__DATA FOR THE TASK__
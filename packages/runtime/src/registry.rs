//! Templates and component registrations

use crate::component::ComponentDef;
use crate::error::{RenderError, RenderResult};
use ripple_dom::{Document, DomResult, NodeId};
use std::collections::HashMap;
use std::rc::Rc;
use tracing::debug;

type Factory = Rc<dyn Fn() -> Box<dyn ComponentDef>>;

#[derive(Clone)]
pub struct Registration {
    pub template: String,
    factory: Factory,
}

impl Registration {
    pub fn instantiate(&self) -> Box<dyn ComponentDef> {
        (self.factory)()
    }
}

#[derive(Clone, Default)]
pub struct Registry {
    templates: HashMap<String, NodeId>,
    components: HashMap<String, Registration>,
}

impl Registry {
    pub fn new() -> Self {
        Self::default()
    }

    /// Register `tag` as a component rendered from the template `template`
    pub fn register<F>(&mut self, tag: &str, template: &str, factory: F)
    where
        F: Fn() -> Box<dyn ComponentDef> + 'static,
    {
        self.components.insert(
            tag.to_ascii_lowercase(),
            Registration {
                template: template.to_string(),
                factory: Rc::new(factory),
            },
        );
    }

    pub fn register_default<D>(&mut self, tag: &str, template: &str)
    where
        D: ComponentDef + Default + 'static,
    {
        self.register(tag, template, || Box::new(D::default()));
    }

    pub fn add_template(&mut self, id: impl Into<String>, node: NodeId) {
        self.templates.insert(id.into(), node);
    }

    /// Take every `<template id="…">` under `root` out of the tree and keep
    /// it as a named template
    pub fn collect_templates(&mut self, doc: &mut Document, root: NodeId) -> DomResult<usize> {
        let found: Vec<(String, NodeId)> = doc
            .subtree(root)
            .into_iter()
            .filter(|&node| doc.tag(node) == Some("template"))
            .filter_map(|node| doc.attribute(node, "id").map(|id| (id.to_string(), node)))
            .collect();

        for (id, node) in &found {
            doc.remove(*node)?;
            debug!(template = %id, "Collected template");
            self.templates.insert(id.clone(), *node);
        }
        Ok(found.len())
    }

    pub fn template(&self, id: &str) -> Option<NodeId> {
        self.templates.get(id).copied()
    }

    pub fn template_nodes(&self) -> impl Iterator<Item = NodeId> + '_ {
        self.templates.values().copied()
    }

    pub fn template_ids(&self) -> Vec<&str> {
        let mut ids: Vec<&str> = self.templates.keys().map(String::as_str).collect();
        ids.sort_unstable();
        ids
    }

    pub fn is_registered(&self, tag: &str) -> bool {
        self.components.contains_key(&tag.to_ascii_lowercase())
    }

    pub fn get(&self, tag: &str) -> Option<&Registration> {
        self.components.get(&tag.to_ascii_lowercase())
    }

    /// Registration for `tag` together with its template node
    pub fn resolve(&self, tag: &str) -> RenderResult<(&Registration, NodeId)> {
        let registration = self
            .get(tag)
            .ok_or_else(|| RenderError::UnknownComponent(tag.to_string()))?;
        let template = self
            .template(&registration.template)
            .ok_or_else(|| RenderError::TemplateNotFound(registration.template.clone()))?;
        Ok((registration, template))
    }
}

__WORK TO COMPLETE__
Please copy every line of the material that contains the word "RenderResult".

__ANSWER FOR THE TASK__
use crate::error::{RenderError, RenderResult};
    pub fn resolve(&self, tag: &str) -> RenderResult<(&Registration, NodeId)> {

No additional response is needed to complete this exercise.